NMPS Superintendent Joanne Wysockedi, who has been the district’s superintendent since 2013, said that she would not address whether Cote used student students to promote her curriculum.
“As the superintendent and administrator of the school system, I cannot comment on the ongoing investigation, including the fact that it is ongoing,” Wysockingi said.
She said she will make a decision “immediately” regarding whether to appeal the decision to fire her.
“What I can say is I have been deeply saddened by the allegations and actions of this individual, who should not have been entrusted with the trust of the children of the Albuquerque school district,” Wiesocksi wrote in a Facebook post.
“That is not what we are here to do as educators and administrators.
It is not right.
I cannot let my students’ future be impacted by this.”
Wysacks statement came two days after the Albuquerque Independent School District said that it had reached a settlement with Cote.
“Under our settlement, we have agreed to stop using taxpayer funds to promote a family-friendly curriculum at our Albuquerque Elementary School,” the school said in an email to the New York Times.
The district said it would continue to use taxpayer dollars “to promote a progressive curriculum that is inclusive and aligned with our values.”
“We are confident that the program we are using in the classrooms and in our community will provide a safe and nurturing learning environment for all students,” the district said.
WDS officials said they would continue working to create a safe environment for students, including by creating an advisory committee to review the curriculum and make recommendations to improve it.
The school board’s statement said that while the district has “learned from this situation,” it is “extremely disappointed” by the way Cote handled her role.

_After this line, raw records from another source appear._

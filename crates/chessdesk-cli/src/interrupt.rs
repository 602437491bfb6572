//! Ctrl+C handling: the handler only sets a flag and wakes waiters.

use std::sync::OnceLock;
use std::sync::atomic::{AtomicBool, Ordering};

use anyhow::{Context, Result};
use tokio::sync::Notify;

static INTERRUPTED: AtomicBool = AtomicBool::new(false);
static INTERRUPT_NOTIFY: OnceLock<Notify> = OnceLock::new();

#[derive(Debug)]
pub struct InterruptedError;

impl std::fmt::Display for InterruptedError {
    fn fmt(&self, f: &mut std::fmt::Formatter<'_>) -> std::fmt::Result {
        write!(f, "Interrupted")
    }
}

impl std::error::Error for InterruptedError {}

/// Installs the Ctrl+C handler. A second Ctrl+C exits immediately.
///
/// # Errors
/// Returns an error if a handler is already installed.
pub fn init() -> Result<()> {
    ctrlc::set_handler(trigger).context("Failed to set Ctrl+C handler")
}

fn trigger() {
    if INTERRUPTED.swap(true, Ordering::SeqCst) {
        std::process::exit(130);
    }
    INTERRUPT_NOTIFY.get_or_init(Notify::new).notify_waiters();
}

pub fn is_interrupted() -> bool {
    INTERRUPTED.load(Ordering::SeqCst)
}

/// Waits until Ctrl+C is pressed.
pub async fn wait_for_interrupt() {
    loop {
        let notified = INTERRUPT_NOTIFY.get_or_init(Notify::new).notified();
        if is_interrupted() {
            return;
        }
        notified.await;
    }
}
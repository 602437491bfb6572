//! One-shot game queries and seeks.

use anyhow::Result;
use chessdesk_core::config::Config;
use chessdesk_types::SeekRequest;
use tokio_util::sync::CancellationToken;

use super::{board_api, token_store};
use crate::interrupt;

pub async fn list(config: &Config) -> Result<()> {
    let games = board_api(config, token_store(config))?.ongoing_games().await?;
    if games.is_empty() {
        println!("No games in progress.");
        return Ok(());
    }

    for game in games {
        let opponent = game
            .opponent
            .as_ref()
            .map_or("?", |o| o.username.as_str());
        let side = game.color.map_or("?", |c| c.as_str());
        let turn = if game.is_my_turn { "your move" } else { "waiting" };
        println!("{}  vs {opponent:<20} as {side:<5}  {turn}", game.stream_id());
    }
    Ok(())
}

pub async fn seek(config: &Config, rated: bool, minutes: u32, increment: u32) -> Result<()> {
    let api = board_api(config, token_store(config))?;
    let request = SeekRequest::standard(rated, minutes, increment);
    println!("Seeking a {minutes}+{increment} game. Press Ctrl+C to stop.");

    let cancel = CancellationToken::new();
    let paired = tokio::select! {
        paired = api.seek(&request, &cancel) => paired,
        () = interrupt::wait_for_interrupt() => {
            cancel.cancel();
            return Err(interrupt::InterruptedError.into());
        }
    };

    if !paired {
        anyhow::bail!("Seek failed; see the log file for details");
    }
    println!("Opponent found. Run `chessdesk play` to join the game.");
    Ok(())
}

“Lisa was an exemplary teacher and we are confident in the work we have done together to bring about a positive change in the curriculum,” the board said.
The school district said that, despite the ongoing criminal investigation, Cote will not face any disciplinary action. “
While the board has worked with Lisa to ensure that we take a proactive approach to ensuring a safe learning environment, we are committed to supporting our students through the school day.”
The school district said that, despite the ongoing criminal investigation, Cote will not face any disciplinary action.